Our analysis and research defined the scope of the project ahead of us. It spelled out the issues that needed solving. That allowed us to develop a strategy to work step-by-step through those issues. Below is an overview of four of the key areas that we focused on to improve the website structure. The list excludes other tasks that we completed, like updating meta descriptions and content on core pages, which forms a core part of a website audit.

Step One: Redirects & Other Tweaks

The first task to get our teeth into was redirecting relic pages. Starting with those we identified as having the most Google Bot activity. We made sure that pages were redirected to the most relevant content. Sometimes that meant a page that had replaced the original. On other occasions, it meant the homepage.

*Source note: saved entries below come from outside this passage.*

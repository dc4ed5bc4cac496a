//! Prompt text and request construction for OCR and chat calls.

use image::ImageFormat;
use std::io::Cursor;
use tracing::debug;

use crate::contract::{
    ContentPart, Credentials, FileTask, InferenceRequest, Message, ProviderError, Role,
};

pub const OCR_SYSTEM_PROMPT: &str = "You are an OCR engine. \
Transcribe every piece of text in the attached document exactly as it appears, preserving \
reading order, headings, lists and tables (render tables as Markdown). Do not summarise, \
translate or add commentary. Wrap the text of each page in <page number=\"N\">...</page>, \
numbering pages from 1. A single image counts as page 1.";

pub const OCR_INSTRUCTION: &str = "Extract all text from this file, one <page> section per page.";

/// Image formats neither wire format carries; they are re-encoded as PNG.
const TRANSCODED_IMAGE_FORMATS: &[&str] = &["tiff", "bmp"];

fn transcode_to_png(format: &str, bytes: &[u8]) -> Result<Vec<u8>, ProviderError> {
    let conversion_err = |e: image::ImageError| ProviderError::Conversion {
        format: format.to_string(),
        message: e.to_string(),
    };
    let img = image::load_from_memory(bytes).map_err(conversion_err)?;

    let mut buffer = Vec::new();
    img.write_to(&mut Cursor::new(&mut buffer), ImageFormat::Png)
        .map_err(conversion_err)?;
    debug!(
        format,
        width = img.width(),
        height = img.height(),
        "Transcoded image to png"
    );
    Ok(buffer)
}

/// Maps a task's extension onto the attachment part the provider expects.
pub fn attachment_for(task: &FileTask, bytes: Vec<u8>) -> Result<ContentPart, ProviderError> {
    let part = match task.extension.as_str() {
        "pdf" | "doc" | "docx" => ContentPart::Document {
            format: task.extension.clone(),
            name: task.base_name.clone(),
            bytes,
        },
        "jpg" | "jpeg" => ContentPart::Image {
            format: "jpeg".to_string(),
            bytes,
        },
        other if TRANSCODED_IMAGE_FORMATS.contains(&other) => ContentPart::Image {
            format: "png".to_string(),
            bytes: transcode_to_png(other, &bytes)?,
        },
        other => ContentPart::Image {
            format: other.to_string(),
            bytes,
        },
    };
    Ok(part)
}

/// Reads the task's file and builds its OCR request.
///
/// Called once per attempt, so the bytes are only held while the attempt runs.
pub async fn ocr_request(
    task: &FileTask,
    model_id: &str,
    credentials: &Credentials,
) -> Result<InferenceRequest, ProviderError> {
    let bytes = tokio::fs::read(&task.path).await?;
    let owned = task.clone();
    let attachment = tokio::task::spawn_blocking(move || attachment_for(&owned, bytes))
        .await
        .map_err(|e| ProviderError::Conversion {
            format: task.extension.clone(),
            message: e.to_string(),
        })??;

    Ok(InferenceRequest {
        model_id: model_id.to_string(),
        credentials: credentials.clone(),
        system_prompt: Some(OCR_SYSTEM_PROMPT.to_string()),
        messages: vec![Message {
            role: Role::User,
            content: vec![attachment, ContentPart::Text(OCR_INSTRUCTION.to_string())],
        }],
    })
}

/// A single-turn chat request with an optional system prompt.
pub fn chat_request(
    model_id: &str,
    credentials: &Credentials,
    system_prompt: Option<&str>,
    message: &str,
) -> InferenceRequest {
    InferenceRequest {
        model_id: model_id.to_string(),
        credentials: credentials.clone(),
        system_prompt: system_prompt.map(str::to_string),
        messages: vec![Message::text(Role::User, message)],
    }
}
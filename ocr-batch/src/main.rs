use anyhow::Result;
use clap::Parser;
use ocr_batch::cli::{run, Cli};

#[tokio::main]
async fn main() -> Result<()> {
    // Load .env into the process environment (AWS_BEARER_TOKEN_BEDROCK, AWS_REGION)
    dotenvy::dotenv().ok();

    // Initialize tracing for the CLI.
    tracing_subscriber::fmt::init();
    tracing::info!("CLI application startup: tracing initialised, environment loaded");

    let cli = Cli::parse();
    tracing::info!("CLI arguments parsed, invoking run");
    let result = run(cli).await;
    match &result {
        Ok(_) => tracing::info!("CLI completed successfully"),
        Err(e) => tracing::error!(error = %e, "CLI exited with error"),
    }
    result
}
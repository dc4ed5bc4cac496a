//! Writes the two artifacts for each successful file: a JSON record and a
//! Markdown report.
//!
//! Both writes are always attempted. A failed write is reported in the
//! [`EmitReport`] and never touches the other artifact.

use serde::Serialize;
use std::fmt::Write as _;
use std::io::Write as _;
use std::path::{Path, PathBuf};
use tracing::{error, info};

use crate::config::OutputConfig;
use crate::contract::{FileTask, InferenceResponse, Page};

pub const STRUCTURED_SUFFIX: &str = "_ocr.json";
pub const FORMATTED_SUFFIX: &str = "_ocr.md";

#[derive(Debug, thiserror::Error)]
pub enum EmitError {
    #[error("failed to create output directory {}: {source}", path.display())]
    CreateDir {
        path: PathBuf,
        #[source]
        source: std::io::Error,
    },

    #[error("failed to serialise structured artifact: {0}")]
    Serialize(#[from] serde_json::Error),

    #[error("failed to write {}: {source}", path.display())]
    Write {
        path: PathBuf,
        #[source]
        source: std::io::Error,
    },
}

/// Per-artifact write results for one file.
#[derive(Debug)]
pub struct EmitReport {
    pub structured: Result<PathBuf, EmitError>,
    pub formatted: Result<PathBuf, EmitError>,
}

impl EmitReport {
    pub fn is_complete(&self) -> bool {
        self.structured.is_ok() && self.formatted.is_ok()
    }
}

#[derive(Debug, Serialize)]
#[serde(rename_all = "camelCase")]
pub struct StructuredArtifact {
    pub file_name: String,
    pub pages: Vec<StructuredPage>,
    pub content: String,
    pub input_tokens: u64,
    pub output_tokens: u64,
    /// Milliseconds.
    pub completion_time: u64,
    pub model_used: String,
    pub summary: ArtifactSummary,
}

#[derive(Debug, Serialize)]
#[serde(rename_all = "camelCase")]
pub struct StructuredPage {
    pub page: u32,
    pub content: String,
    pub content_length: usize,
}

#[derive(Debug, Serialize)]
pub struct ArtifactSummary {
    pub ocr: PageCounts,
}

/// Pages with and without extracted text.
#[derive(Debug, Serialize)]
pub struct PageCounts {
    pub successful: usize,
    pub failed: usize,
}

/// Pages in ascending order; a response without pages is one page holding the full content.
fn pages_or_whole(response: &InferenceResponse) -> Vec<Page> {
    match response.ordered_pages() {
        Some(pages) if !pages.is_empty() => pages.into_iter().cloned().collect(),
        _ => vec![Page::new(1, response.content.clone())],
    }
}

pub fn structured_artifact(
    task: &FileTask,
    response: &InferenceResponse,
    elapsed_ms: u64,
) -> StructuredArtifact {
    let pages = pages_or_whole(response);
    let successful = pages.iter().filter(|p| !p.content.trim().is_empty()).count();
    StructuredArtifact {
        file_name: task.file_name(),
        summary: ArtifactSummary {
            ocr: PageCounts {
                successful,
                failed: pages.len() - successful,
            },
        },
        pages: pages
            .into_iter()
            .map(|p| StructuredPage {
                page: p.page_number,
                content_length: p.length,
                content: p.content,
            })
            .collect(),
        content: response.content.clone(),
        input_tokens: response.input_tokens,
        output_tokens: response.output_tokens,
        completion_time: elapsed_ms,
        model_used: response.model_used.clone(),
    }
}

pub fn render_markdown(task: &FileTask, response: &InferenceResponse, elapsed_ms: u64) -> String {
    let ordered = response.ordered_pages().filter(|pages| !pages.is_empty());
    let page_count = ordered.as_ref().map(Vec::len).unwrap_or(1);

    let mut md = String::new();
    let _ = writeln!(md, "# OCR Results for {}\n", task.file_name());
    let _ = writeln!(md, "**Processing Time:** {:.2} seconds", elapsed_ms as f64 / 1000.0);
    let _ = writeln!(md, "**Pages:** {page_count}");
    let _ = writeln!(md, "**Input Tokens:** {}", response.input_tokens);
    let _ = writeln!(md, "**Output Tokens:** {}", response.output_tokens);
    let _ = writeln!(md, "**Model:** {}\n", response.model_used);
    let _ = writeln!(md, "## Extracted Content\n");

    match ordered {
        Some(pages) => {
            for page in pages {
                let _ = writeln!(md, "### Page {}\n", page.page_number);
                let _ = writeln!(md, "{}\n", page.content.trim_end());
                let _ = writeln!(md, "---\n");
            }
        }
        None => {
            let _ = writeln!(md, "{}\n", response.content.trim_end());
            let _ = writeln!(md, "---\n");
        }
    }
    md
}

/// Writes through a temp file in the destination directory, then renames over the target.
fn write_atomic(path: &Path, bytes: &[u8]) -> Result<(), EmitError> {
    let write_err = |source| EmitError::Write {
        path: path.to_path_buf(),
        source,
    };
    let dir = path.parent().unwrap_or_else(|| Path::new("."));
    let mut tmp = tempfile::NamedTempFile::new_in(dir).map_err(write_err)?;
    tmp.write_all(bytes).map_err(write_err)?;
    tmp.persist(path).map_err(|e| write_err(e.error))?;
    Ok(())
}

#[derive(Debug, Clone)]
pub struct OutputEmitter {
    json_dir: PathBuf,
    markdown_dir: PathBuf,
}

impl OutputEmitter {
    pub fn new(config: &OutputConfig) -> Self {
        Self {
            json_dir: config.json_dir.clone(),
            markdown_dir: config.markdown_dir.clone(),
        }
    }

    /// Creates both output directories. Called once before any task is dispatched.
    pub fn prepare(&self) -> Result<(), EmitError> {
        for dir in [&self.json_dir, &self.markdown_dir] {
            std::fs::create_dir_all(dir).map_err(|source| EmitError::CreateDir {
                path: dir.clone(),
                source,
            })?;
        }
        Ok(())
    }

    pub fn structured_path(&self, task: &FileTask) -> PathBuf {
        self.json_dir.join(format!("{}{}", task.base_name, STRUCTURED_SUFFIX))
    }

    pub fn formatted_path(&self, task: &FileTask) -> PathBuf {
        self.markdown_dir.join(format!("{}{}", task.base_name, FORMATTED_SUFFIX))
    }

    pub fn emit(
        &self,
        task: &FileTask,
        response: &InferenceResponse,
        elapsed_ms: u64,
    ) -> EmitReport {
        let file = task.file_name();
        let structured_path = self.structured_path(task);
        let structured = serde_json::to_vec_pretty(&structured_artifact(task, response, elapsed_ms))
            .map_err(EmitError::from)
            .and_then(|bytes| write_atomic(&structured_path, &bytes))
            .map(|_| structured_path);
        match &structured {
            Ok(path) => info!(file = %file, path = %path.display(), "Wrote structured artifact"),
            Err(e) => error!(file = %file, error = %e, "Failed to write structured artifact"),
        }

        let formatted_path = self.formatted_path(task);
        let markdown = render_markdown(task, response, elapsed_ms);
        let formatted = write_atomic(&formatted_path, markdown.as_bytes()).map(|_| formatted_path);
        match &formatted {
            Ok(path) => info!(file = %file, path = %path.display(), "Wrote formatted artifact"),
            Err(e) => error!(file = %file, error = %e, "Failed to write formatted artifact"),
        }

        EmitReport {
            structured,
            formatted,
        }
    }
}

This strategy gave us a quick win to get started. It ensured that any traffic resulting from the expired domains wasn’t met with a broken page. Another simple tweak we made at the outset was to the layout of the PR page; this removed Google’s confusion as to whether it was actually the site’s archive page. That led to an immediate improvement in the indexing of content.

In addition to this, the site had thousands of tags. We didn't want tags with limited content to appear in the search results as it provided a poor user experience for people accessing the site. For this reason, we deindexed those pages. 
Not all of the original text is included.